Wi-Fi Direct: what it is and why you should care

The easy way to connect everything to everything else

Wi Fi Direct

Its 2014 and the world that we all know, the one is connected by miles and miles of cabling, is all changing. The world of Wi-Fi has taken over to spread internet love without wires and is proving immensely popular - but that doesn't make it the best way to connect devices.

Wouldn't it be great if you could effortlessly connect your Wi-Fi-enabled devices without messing around with access points and lengthy passphrases? That's what Wi-Fi Direct promises.

Here we explain just what Wi-Fi Direct is and why you should be paying attention to it; it does an awful lot today that maybe you just didn't realise.

Wi-Fi Direct doesn't need a wireless access point

Wi-Fi Direct devices can connect to each other without having to go through an access point, that is to say you don't need to use your router.

This is because Wi-Fi Direct devices establish their own ad-hoc networks as and when required, letting you see which devices are available and choose which one you want to connect to.

Bluetooth

If you think that sounds very like Bluetooth, that's because it is... only a lot faster.

Wi-Fi Direct is an official standard

It comes via the Wi-Fi Alliance, the global industry association in charge of certifying Wi-Fi kit. This means that you can be sure that any Wi-Fi Direct enabled technology has been set to work with all the others without the need for special hardware.

Wi-Fi Direct is Wi-Fi without the internet bit

The idea behind Wi-Fi Direct is that simple tasks need simple connections. Lets sat you want to print from your laptop or smartphone to a wireless printer, share images with someone sat across the room, or even send your holiday video from your phone to your TV.

None of these things require an active internet connection, or an internet connection at all, but they do need to connect - to the printer, or to the other person's hardware, or to the TV. With Wi-Fi Direct, that bit's easy.

Wi-Fi Direct uses Wi-Fi Protected Setup

Much like you have password protection on your home network, you don't want any Thomas, Richard or Henry to be able to connect to your stuff. You won't want to see what the neighbours are beaming to their TV on your TV nor do you want them being able to use your printer.

In order to prevent this, Wi-Fi Direct uses Wi-Fi Protected Setup [PDF] and WPA2 to prevent unauthorised connections thus keeping your communications private.

Pairing devices can be done in multiple ways; physical buttons - "press the button on gadget X and then the same one on gadget Y", with PIN codes, QR Codes or even NFC.

Wi-Fi Direct knows what's nearby

Wi-Fi Direct includes two potentially useful things: Wi-Fi Direct Device Discovery and Service Discovery. Devices won't just know there are devices available; if developers have enabled it, your device will know what kind of devices are nearby and what's on offer.

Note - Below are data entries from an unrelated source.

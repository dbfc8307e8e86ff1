//! Shared types for the approval pipeline.

use std::fmt;

use chrono::NaiveDateTime;
use serde::{Deserialize, Serialize};

/// Constant prefix for every artifact identifier.
pub const ARTIFACT_PREFIX: &str = "nordsvcp_";

/// File extension used when an artifact is written to storage.
pub const ARTIFACT_EXTENSION: &str = "csv";

/// Timestamp layout embedded in artifact identifiers.
pub const ARTIFACT_TIMESTAMP_FORMAT: &str = "%Y%m%d%H%M%S";

// ── Records ─────────────────────────────────────────────────────────

/// One extracted inventory line item.
///
/// `code` is the digit string used as both SKU and UPC in the CSV.
#[derive(Debug, Clone, PartialEq, Eq, Serialize, Deserialize)]
pub struct InventoryRecord {
    pub code: String,
}

impl InventoryRecord {
    pub fn new(code: impl Into<String>) -> Self {
        Self { code: code.into() }
    }
}

// ── Artifacts ───────────────────────────────────────────────────────

/// Identifier of a generated CSV artifact, e.g. `nordsvcp_20260314093000`.
#[derive(Debug, Clone, PartialEq, Eq, Hash, Serialize, Deserialize)]
#[serde(transparent)]
pub struct ArtifactId(String);

impl ArtifactId {
    /// Derive an identifier from a generation time (second resolution).
    pub fn from_timestamp(at: NaiveDateTime) -> Self {
        Self(format!(
            "{ARTIFACT_PREFIX}{}",
            at.format(ARTIFACT_TIMESTAMP_FORMAT)
        ))
    }

    /// Parse an identifier taken from a subject line.
    ///
    /// Accepts the bare identifier or the storage file name (with `.csv`).
    /// Anything else yields `None`.
    pub fn parse(raw: &str) -> Option<Self> {
        let raw = raw.trim();
        let stem = raw
            .strip_suffix(&format!(".{ARTIFACT_EXTENSION}"))
            .unwrap_or(raw);
        let digits = stem.strip_prefix(ARTIFACT_PREFIX)?;
        if digits.len() == 14 && digits.bytes().all(|b| b.is_ascii_digit()) {
            Some(Self(stem.to_string()))
        } else {
            None
        }
    }

    pub fn as_str(&self) -> &str {
        &self.0
    }

    /// Storage file name: `<identifier>.csv`.
    pub fn file_name(&self) -> String {
        format!("{}.{ARTIFACT_EXTENSION}", self.0)
    }
}

impl fmt::Display for ArtifactId {
    fn fmt(&self, f: &mut fmt::Formatter<'_>) -> fmt::Result {
        f.write_str(&self.0)
    }
}

/// The CSV payload for one original report.
///
/// `body` is always `render_csv(&records)`; see `pipeline::artifact`.
#[derive(Debug, Clone, PartialEq, Eq)]
pub struct ArtifactDocument {
    pub id: ArtifactId,
    pub records: Vec<InventoryRecord>,
    pub body: String,
}

// ── Classification ──────────────────────────────────────────────────

/// Threading headers of an inbound email. Values are kept but never validated.
#[derive(Debug, Clone, Default, PartialEq, Eq, Serialize, Deserialize)]
pub struct ThreadHeaders {
    pub in_reply_to: Option<String>,
    #[serde(default, skip_serializing_if = "Vec::is_empty")]
    pub references: Vec<String>,
}

impl ThreadHeaders {
    /// True when either header carries a non-blank value.
    pub fn is_threaded(&self) -> bool {
        self.in_reply_to
            .as_deref()
            .is_some_and(|v| !v.trim().is_empty())
            || self.references.iter().any(|r| !r.trim().is_empty())
    }
}

/// Whether an inbound email is a new report or a reviewer's reply.
#[derive(Debug, Clone, PartialEq, Eq, Serialize, Deserialize)]
#[serde(tag = "kind", rename_all = "snake_case")]
pub enum Classification {
    Original,
    Reply { referenced: Option<String> },
}

impl Classification {
    pub fn is_reply(&self) -> bool {
        matches!(self, Self::Reply { .. })
    }

    /// Short label for logging.
    pub fn label(&self) -> &'static str {
        match self {
            Self::Original => "original",
            Self::Reply { .. } => "reply",
        }
    }
}

/// Classified view of one fetched email.
#[derive(Debug, Clone)]
pub struct InboundMessage {
    pub subject: String,
    pub body_text: String,
    pub classification: Classification,
}

impl InboundMessage {
    pub fn is_reply(&self) -> bool {
        self.classification.is_reply()
    }

    pub fn referenced_identifier(&self) -> Option<&str> {
        match &self.classification {
            Classification::Reply { referenced } => referenced.as_deref(),
            Classification::Original => None,
        }
    }
}

// ── Clock ───────────────────────────────────────────────────────────

/// Source of generation timestamps for artifact identifiers.
pub trait Clock: Send + Sync {
    fn now(&self) -> NaiveDateTime;
}

/// Wall clock in local time.
#[derive(Debug, Clone, Copy, Default)]
pub struct SystemClock;

impl Clock for SystemClock {
    fn now(&self) -> NaiveDateTime {
        chrono::Local::now().naive_local()
    }
}

#[cfg(test)]
mod tests {
    use super::*;
    use chrono::NaiveDate;

    fn at(h: u32, m: u32, s: u32) -> NaiveDateTime {
        NaiveDate::from_ymd_opt(2026, 3, 14)
            .unwrap()
            .and_hms_opt(h, m, s)
            .unwrap()
    }

    #[test]
    fn artifact_id_from_timestamp() {
        let id = ArtifactId::from_timestamp(at(9, 30, 5));
        assert_eq!(id.as_str(), "nordsvcp_20260314093005");
        assert_eq!(id.file_name(), "nordsvcp_20260314093005.csv");
    }

    #[test]
    fn artifact_id_parse_accepts_bare_and_file_name() {
        let bare = ArtifactId::parse("nordsvcp_20260314093005").unwrap();
        let file = ArtifactId::parse("nordsvcp_20260314093005.csv").unwrap();
        assert_eq!(bare, file);
        assert_eq!(bare.to_string(), "nordsvcp_20260314093005");
    }

    #[test]
    fn artifact_id_parse_rejects_foreign_text() {
        assert!(ArtifactId::parse("EXTERNAL").is_none());
        assert!(ArtifactId::parse("nordsvcp_2026").is_none());
        assert!(ArtifactId::parse("nordsvcp_2026031409300x").is_none());
        assert!(ArtifactId::parse("../nordsvcp_20260314093005").is_none());
        assert!(ArtifactId::parse("").is_none());
    }

    #[test]
    fn inbound_message_reference_only_for_replies() {
        let reply = InboundMessage {
            subject: "Re: x [nordsvcp_20260314093005]".into(),
            body_text: String::new(),
            classification: Classification::Reply {
                referenced: Some("nordsvcp_20260314093005".into()),
            },
        };
        assert!(reply.is_reply());
        assert_eq!(
            reply.referenced_identifier(),
            Some("nordsvcp_20260314093005")
        );

        let original = InboundMessage {
            subject: "report".into(),
            body_text: String::new(),
            classification: Classification::Original,
        };
        assert!(!original.is_reply());
        assert_eq!(original.referenced_identifier(), None);
    }

    #[test]
    fn classification_serializes_with_kind_tag() {
        let json = serde_json::to_value(Classification::Reply { referenced: None }).unwrap();
        assert_eq!(json["kind"], "reply");
        assert_eq!(Classification::Original.label(), "original");
    }
}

This means that if you're trying to display an image, you'll only see devices that you can beam images to; if you want to print, you'll only see devices that are or that are connected to printers.

Crucially this can happen before you connect, so you don't waste any time trying to connect so something that doesn't do what you want it to do.

Wi-Fi Direct uses the same silicon

Manufacturers don't need to add extra radios to their kit: the idea is to have Wi-Fi Direct as part of the standard Wi-Fi radio. It's backwards compatible too, so you don't need to throw out your old Wi-Fi-enabled kit.

The Wi-Fi alliance currently claims that more than 1,100 devices have been certified since October 2010, including televisions, smartphones, printers, PCs and tablets.

Wi-Fi Direct is in DLNA, iOS, Android and BB OS and even your new Xbox

In November 2011, the Digital Living Network Alliance (DLNA) announced that it was including Wi-Fi Direct in its interoperability guidelines. Since then Google has added Wi-Fi Direct support to all versions of Android since Android 4.0 Ice Cream Sandwich.

Galaxy S2

Samsung has included Wi-Fi Direct since Android 2.3 on the Galaxy S2, although required to only connect to other Samsung devices. DLNA streaming is now common in every modern flagship including the HTC One, LG G2 and Sony Xperia Z1.

Wi-Fi Direct is even found inside the iPhone 5S having been baked into iOS7 in the form of Air Drop. Not keen on missing out, BlackBerry has updated its OS BB10.2.1 to include Wi-Fi Direct and even screen mirroring through Miracast has Wi-Fi Direct running underneath.

Even the new Xbox One comes equipped with the Wi-Fi Direct allowing it to connect to your smartphone or tablet allowing apps like SmartGlass to work a little quicker and a lot easier.